Come on stupid farmers; let's produce twice the soybeans without the help of safe chemicals for a "carbon friendly" method of no-till and absolutely no biotechnology so we can fuel a nation and help save the rain forest. Hey, Utah has a lot of vast, open, bare land. We can plant some organic dry-land soybeans there just as long as they aren't genetically modified to grow in dry rocks. Meanwhile, prime farmland is sucked under by concrete so we can build specialty shops for tree huggers to buy their "earth-friendly, organic" products.

Next, the focus was on Paris and New York City where for earth day the lights were turned off at several famous landmarks to conserve energy. Never mind the amount of energy to transport many teams of reporters, the energy to beam the signal around the world, all the energy to power millions of TVs for us to see Paris and NYC turn the lights off for a couple of hours to save some energy. Also, never mind the energy it took to power them back up. What about all the energy the ABC advertising staff spent selling ads for this special report, and the energy spent by ABC to conduct ratings so they can sell more ads?

I don't know one single farmer that is not constantly looking for ways to cut costs. And in agriculture, energy is the driving force for cost from fuel, to fertilizer, to chemicals. Despite what the drive-by media wants you to think, farmers are not dumping fertilizer and chemical on the earth for the joy of it. I have some relatives that grow vegetables for a "farmer's market," and they are frequently asked if chemicals are used to produce them.

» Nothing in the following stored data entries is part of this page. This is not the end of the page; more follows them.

// パス: src/function_builder.rs
// 役割: 関数レジストリと呼び出しグラフのトレーサを実装する
// 意図: 到達可能な関数集合を依存順・重複なしで下流エミッタへ供給する
// 関連ファイル: src/function_node.rs, src/translator.rs, tests/function_builder.rs
//! 関数レジストリ（FunctionBuilder）モジュール
//!
//! 目的:
//! - ルート・補助・サブカーネルの記述子集合を所有し、名前→記述子の対応を管理する。
//! - 呼び出しグラフを深さ優先でトレースし、到達可能な関数名の順序付きリストを返す。
//! - 記述子を持たない名前はネイティブ関数表へフォールバックする。
//!
//! 設計ノート:
//! - 記述子の描画には「ネスト関数の発見・登録」という観測可能な副作用があるため、
//!   トレースは厳密な呼び出し順で直列に評価する（並べ替え・並行描画は不可）。
//! - 既出名の再遭遇はリスト末尾への移動で解決する。これはテキスト連結向けの
//!   発見的順序付けであり、厳密なトポロジカルソートではない。

use std::collections::{BTreeMap, HashMap};
use std::rc::Rc;

use log::{debug, trace};
use serde::{Deserialize, Serialize};
use thiserror::Error;

use crate::errors::{ConfigurationError, ParseError};
use crate::function_node::{
    ArgumentTypeHints, FunctionNode, FunctionNodeSettings, FunctionTranslator, RegistryView,
    RenderContext, TranslateError, ENTRY_FUNCTION_NAME,
};
use crate::types::{ConstantValue, VarType};

/// レジストリ操作で発生しうるエラー。どれも当該コンパイル単位の描画を中断する。
#[derive(Debug, Error)]
pub enum BuilderError {
    #[error(transparent)]
    Configuration(#[from] ConfigurationError),
    #[error("関数 `{function}` の解析に失敗しました: {source}")]
    Parse {
        function: String,
        #[source]
        source: ParseError,
    },
    #[error("関数 `{function}` の変換に失敗しました: {source}")]
    Render {
        function: String,
        #[source]
        source: TranslateError,
    },
}

fn default_loop_max_iterations() -> u32 {
    1000
}

/// ルート仕様。エントリ関数のソースと引数メタデータ、補助・サブ関数仕様を束ねる。
#[derive(Clone, Debug, Serialize, Deserialize)]
pub struct KernelSpec {
    pub source: String,
    /// 引数名のヒント。記述子は常にソースから再抽出するため参考情報扱い。
    #[serde(default)]
    pub argument_names: Option<Vec<String>>,
    #[serde(default)]
    pub argument_types: Option<ArgumentTypeHints>,
    #[serde(default)]
    pub argument_sizes: Vec<Option<Vec<usize>>>,
    #[serde(default)]
    pub constants: BTreeMap<String, ConstantValue>,
    #[serde(default)]
    pub constant_types: BTreeMap<String, VarType>,
    #[serde(default = "default_loop_max_iterations")]
    pub loop_max_iterations: u32,
    #[serde(default)]
    pub debug: bool,
    #[serde(default)]
    pub native_functions: BTreeMap<String, String>,
    #[serde(default)]
    pub functions: Vec<KernelFunctionSpec>,
    #[serde(default)]
    pub sub_kernels: Vec<SubKernelSpec>,
}

impl KernelSpec {
    pub fn new(source: impl Into<String>) -> Self {
        Self {
            source: source.into(),
            argument_names: None,
            argument_types: None,
            argument_sizes: Vec::new(),
            constants: BTreeMap::new(),
            constant_types: BTreeMap::new(),
            loop_max_iterations: default_loop_max_iterations(),
            debug: false,
            native_functions: BTreeMap::new(),
            functions: Vec::new(),
            sub_kernels: Vec::new(),
        }
    }

    /// JSON テキストから仕様を読み込む。
    pub fn from_json(json: &str) -> Result<Self, serde_json::Error> {
        serde_json::from_str(json)
    }
}

/// 補助関数仕様。ソースと任意の型設定を持つ。
#[derive(Clone, Debug, Serialize, Deserialize)]
pub struct KernelFunctionSpec {
    pub source: String,
    #[serde(default)]
    pub name: Option<String>,
    #[serde(default)]
    pub argument_types: Option<ArgumentTypeHints>,
    #[serde(default)]
    pub return_type: Option<VarType>,
}

/// サブカーネル仕様。名前は必須。
#[derive(Clone, Debug, Serialize, Deserialize)]
pub struct SubKernelSpec {
    pub name: String,
    pub source: String,
}

/// 1 コンパイル単位分の関数レジストリ兼呼び出しグラフトレーサ。
pub struct FunctionBuilder {
    function_map: HashMap<String, FunctionNode>,
    /// 登録順。マップ全体の描画はこの順序に従う。
    function_order: Vec<String>,
    native_functions: BTreeMap<String, String>,
    root_name: Option<String>,
    translator: Rc<dyn FunctionTranslator>,
    /// ネスト関数発見時に新しい記述子へ引き継ぐ共通設定。
    node_settings: FunctionNodeSettings,
}

impl FunctionBuilder {
    /// 空のレジストリを作る。テストや手組みの構成用。
    pub fn new(translator: Rc<dyn FunctionTranslator>) -> Self {
        Self {
            function_map: HashMap::new(),
            function_order: Vec::new(),
            native_functions: BTreeMap::new(),
            root_name: None,
            translator,
            node_settings: FunctionNodeSettings::default(),
        }
    }

    /// ルート仕様からレジストリを構築する。ルートは固定名 `kernel` で登録され、
    /// 補助関数・サブカーネルも即時に登録される。
    pub fn from_kernel(
        spec: &KernelSpec,
        translator: Rc<dyn FunctionTranslator>,
    ) -> Result<Self, ConfigurationError> {
        let base = FunctionNodeSettings {
            constants: spec.constants.clone(),
            constant_types: spec.constant_types.clone(),
            loop_max_iterations: spec.loop_max_iterations,
            debug: spec.debug,
            ..Default::default()
        };
        let mut builder = Self {
            function_map: HashMap::new(),
            function_order: Vec::new(),
            native_functions: spec.native_functions.clone(),
            root_name: None,
            translator,
            node_settings: base.clone(),
        };

        let root = FunctionNode::new(
            spec.source.clone(),
            FunctionNodeSettings {
                is_root_kernel: true,
                argument_types: spec.argument_types.clone(),
                argument_sizes: spec.argument_sizes.clone(),
                ..base.clone()
            },
        )?;
        builder.add_function_node(root);

        for function in &spec.functions {
            let node = FunctionNode::new(
                function.source.clone(),
                FunctionNodeSettings {
                    name: function.name.clone(),
                    argument_types: function.argument_types.clone(),
                    return_type: function.return_type,
                    ..base.clone()
                },
            )?;
            builder.add_function_node(node);
        }

        for sub_kernel in &spec.sub_kernels {
            let node = FunctionNode::new(
                sub_kernel.source.clone(),
                FunctionNodeSettings {
                    name: Some(sub_kernel.name.clone()),
                    is_sub_kernel: true,
                    ..base.clone()
                },
            )?;
            builder.add_function_node(node);
        }

        Ok(builder)
    }

    /// 記述子を名前で upsert する。ルート印つきならルート参照も更新する。
    /// ネスト関数の発見コールバックが使う変更経路もここに集約される。
    pub fn add_function_node(&mut self, node: FunctionNode) {
        debug!("関数 {} を登録します", node.name);
        if node.is_root_kernel {
            self.root_name = Some(node.name.clone());
        }
        if !self.function_map.contains_key(&node.name) {
            self.function_order.push(node.name.clone());
        }
        self.function_map.insert(node.name.clone(), node);
    }

    /// ネイティブ関数（記述子なしの事前描画テキスト）を登録する。
    pub fn set_native_function(&mut self, name: impl Into<String>, source: impl Into<String>) {
        self.native_functions.insert(name.into(), source.into());
    }

    pub fn root_name(&self) -> Option<&str> {
        self.root_name.as_deref()
    }

    pub fn get(&self, name: &str) -> Option<&FunctionNode> {
        self.function_map.get(name)
    }

    pub fn get_mut(&mut self, name: &str) -> Option<&mut FunctionNode> {
        self.function_map.get_mut(name)
    }

    /// 登録済み関数名を登録順で返す。
    pub fn function_names(&self) -> &[String] {
        &self.function_order
    }

    /// 名前の戻り値型を照会する。未知の名前・未設定の戻り値型は `None`。
    pub fn lookup_return_type(&self, function_name: &str) -> Option<VarType> {
        self.function_map
            .get(function_name)
            .and_then(|node| node.raw_return_type())
    }

    /// 記述子 1 つを描画する。結果は記述子にメモ化され、2 回目以降は再走査しない。
    ///
    /// 描画完了時点でネスト関数の発見イベントをすべて回収して登録するため、
    /// 呼び出し側が直後に `called_functions` を読む時には副作用が完了している。
    pub fn render_function(&mut self, name: &str) -> Result<Option<String>, BuilderError> {
        // 描画中の共有参照（RegistryView）と記述子の可変借用が重ならないよう、
        // いったんマップから取り外して作業する
        let mut node = match self.function_map.remove(name) {
            Some(node) => node,
            None => return Ok(None),
        };
        if let Some(text) = node.rendered.clone() {
            self.function_map.insert(name.to_string(), node);
            return Ok(Some(text));
        }
        debug!("関数 {} を描画します", name);
        let translator = Rc::clone(&self.translator);
        let parsed = match node.ast() {
            Ok(parsed) => parsed,
            Err(err) => {
                self.function_map.insert(name.to_string(), node);
                return Err(BuilderError::Parse {
                    function: name.to_string(),
                    source: err,
                });
            }
        };
        let mut out = Vec::new();
        let (result, discovered) = {
            let view: &dyn RegistryView = &*self;
            let mut ctx = RenderContext::new(&mut node, Rc::clone(&parsed), Some(view));
            let result = translator.ast_generic(&mut ctx, &parsed.root, &mut out);
            (result, ctx.take_discovered())
        };
        if let Err(err) = result {
            self.function_map.insert(name.to_string(), node);
            return Err(BuilderError::Render {
                function: name.to_string(),
                source: err,
            });
        }
        if let Err(err) = node.assert_states_drained() {
            self.function_map.insert(name.to_string(), node);
            return Err(BuilderError::Render {
                function: name.to_string(),
                source: TranslateError::State(err),
            });
        }
        let text = out.concat();
        if node.debug {
            trace!(
                "関数 {} の描画結果: {} 文字 / 呼び出し {} 件",
                name,
                text.len(),
                node.called_functions.len()
            );
        }
        node.rendered = Some(text.clone());
        self.function_map.insert(name.to_string(), node);
        for source in discovered {
            self.add_nested_function(&source)?;
        }
        Ok(Some(text))
    }

    /// 描画中に発見されたネスト関数ソースから記述子を作って登録する。
    fn add_nested_function(&mut self, source: &str) -> Result<(), BuilderError> {
        let node = FunctionNode::new(source.to_string(), self.node_settings.clone())?;
        debug!("ネスト関数 {} を発見しました", node.name);
        self.add_function_node(node);
        Ok(())
    }

    /// `start`（省略時はエントリ名）から到達可能な関数名を呼び出し順で集める。
    ///
    /// 既出名の再遭遇は循環または共有依存であり、エントリを末尾へ「移動」して
    /// 解決する。再遭遇時点でその関数に（推移的に）依存する呼び出し元より後に
    /// 出力されることが、前方参照を解決できないテキスト連結先にとって有効な
    /// 出力順になる。
    pub fn trace_function_calls(
        &mut self,
        function_name: Option<&str>,
        ret_list: &mut Vec<String>,
        parent: Option<&str>,
    ) -> Result<(), BuilderError> {
        let name = function_name.unwrap_or(ENTRY_FUNCTION_NAME);

        if self.function_map.contains_key(name) {
            if let Some(idx) = ret_list.iter().position(|n| n == name) {
                // 既にトレース済み → 末尾へ移動（再追加はしない）
                let moved = ret_list.remove(idx);
                trace!("関数 {} は既出のため末尾へ移動します", moved);
                ret_list.push(moved);
            } else {
                ret_list.push(name.to_string());
                if let Some(parent) = parent {
                    if let Some(node) = self.function_map.get_mut(name) {
                        node.parent = Some(parent.to_string());
                    }
                }
                // 描画を強制して called_functions（ネスト発見分も含む）を確定させる
                self.render_function(name)?;
                let callees = self
                    .function_map
                    .get(name)
                    .map(|node| node.called_functions.clone())
                    .unwrap_or_default();
                for callee in &callees {
                    self.trace_function_calls(Some(callee), ret_list, Some(name))?;
                }
            }
        }

        if self.native_functions.contains_key(name) && !ret_list.iter().any(|n| n == name) {
            ret_list.push(name.to_string());
        }

        Ok(())
    }

    /// トレース結果をリストで返す簡易版。リストは呼び出し順（呼び出し元が先）。
    pub fn trace(&mut self, function_name: Option<&str>) -> Result<Vec<String>, BuilderError> {
        let mut ret_list = Vec::new();
        self.trace_function_calls(function_name, &mut ret_list, None)?;
        Ok(ret_list)
    }

    /// 名前リストの各関数の描画テキストを集める。記述子がなければネイティブ表を
    /// 引き、どちらにも無い名前は黙って落とす（ベストエフォート出力）。
    pub fn get_prototypes_from_function_names(
        &mut self,
        function_list: &[String],
    ) -> Result<Vec<String>, BuilderError> {
        let mut ret = Vec::new();
        for function_name in function_list {
            if let Some(text) = self.render_function(function_name)? {
                ret.push(text);
            } else if let Some(native) = self.native_functions.get(function_name) {
                ret.push(native.clone());
            } else {
                trace!("関数 {} は記述子もネイティブ定義も無いため省略します", function_name);
            }
        }
        Ok(ret)
    }

    /// 指定関数から到達可能な関数の描画テキストを依存順（被依存が先）で返す。
    /// 名前省略時はレジストリ全体を登録順のまま返す。
    pub fn get_prototypes(
        &mut self,
        function_name: Option<&str>,
    ) -> Result<Vec<String>, BuilderError> {
        if let Some(root) = self.root_name.clone() {
            self.render_function(&root)?;
        }
        match function_name {
            Some(name) => {
                let mut list = Vec::new();
                self.trace_function_calls(Some(name), &mut list, None)?;
                list.reverse();
                self.get_prototypes_from_function_names(&list)
            }
            None => {
                let names = self.function_order.clone();
                self.get_prototypes_from_function_names(&names)
            }
        }
    }

    /// `get_prototypes` の結果を改行で連結する。
    pub fn get_prototype_string(
        &mut self,
        function_name: Option<&str>,
    ) -> Result<String, BuilderError> {
        Ok(self.get_prototypes(function_name)?.join("\n"))
    }

    /// 名前リストのうち記述子を持つものだけを描画して連結する
    /// （ネイティブ表へはフォールバックしない）。
    pub fn get_string_from_function_names(
        &mut self,
        function_list: &[String],
    ) -> Result<String, BuilderError> {
        let mut ret = Vec::new();
        for function_name in function_list {
            if let Some(text) = self.render_function(function_name)? {
                ret.push(text);
            }
        }
        Ok(ret.join("\n"))
    }

    /// 指定関数から到達可能な記述子の描画テキストを依存順で連結する。
    /// 名前省略時はレジストリ全体を登録順で連結する。
    pub fn get_string(&mut self, function_name: Option<&str>) -> Result<String, BuilderError> {
        match function_name {
            Some(name) => {
                let mut list = Vec::new();
                self.trace_function_calls(Some(name), &mut list, None)?;
                list.reverse();
                self.get_string_from_function_names(&list)
            }
            None => {
                let names = self.function_order.clone();
                self.get_string_from_function_names(&names)
            }
        }
    }
}

impl RegistryView for FunctionBuilder {
    fn function(&self, name: &str) -> Option<&FunctionNode> {
        self.function_map.get(name)
    }

    fn lookup_return_type(&self, name: &str) -> Option<VarType> {
        FunctionBuilder::lookup_return_type(self, name)
    }
}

My ol' uncle Wayne replies by telling them, "not one bit more than we had to use." The customer usually buys the perfect looking produce and returns the next week because it tasted great.

Speaking of "organic plants," I had a soil science professor lecture on the nitrogen cycle and nitrogen has to be in the inorganic form before a plant can absorb it. Thus, he said, "there is no such thing as an organic plant." It doesn't matter if nitrogen comes from synthetic urea, cow poop, or a dead fish, nitrogen must be converted to an inorganic form to be utilized by a plant. And for all the tree huggers that think "natural" is the way to go, some of the most deadly substances on earth are "natural." Arsenic, E-coli, aflatoxin, rattle snakes, there's quite a list. I'll challenge any tree hugger to eat corn with aflatoxin and I'll eat genetically modified, Round-up Ready, Bt corn, and we'll see who dies the next week.

Here is an idea for Diane Sawyer, Al Gore, George Clooney, and the rest of the "special report hypocrites." Let's doze in your oversized homes, plant inorganic carrots and nut trees and build you a one-room hut with a solar panel in the corner. All these ratings and box office sales seekers want to point the finger of blame at modern agriculture and industry while collecting money from this "sky is falling" tale. As I watched this dramatic report unfold, I noticed none of them were naked or looked hungry. Oh, I also did my part to save some energy; I TiVo'd 20/20 so I could fast-forward through the ads and saved 15 minutes of energy.

I'm Monte Tucker, and that is what's under my inorganic hat.

Each week we're including an editorial in Dealer Update. The first two were written by AgProfessional staff, Colleen Scherer and Richard Keller, about quite different topics. Guest editorials are also going to be a part of this space. This week, Monte Tucker's most recent "What's Under My Hat" column has been included. Tucker farms and ranches near Sweetwater, Oklahoma, and when he's not working with cattle and crops, he is writing a weekly newspaper editorial with a somewhat comical point of view about local, state and national issues. Tucker also is a member of the Oklahoma Farm Bureau Young Farmers and Ranchers Committee.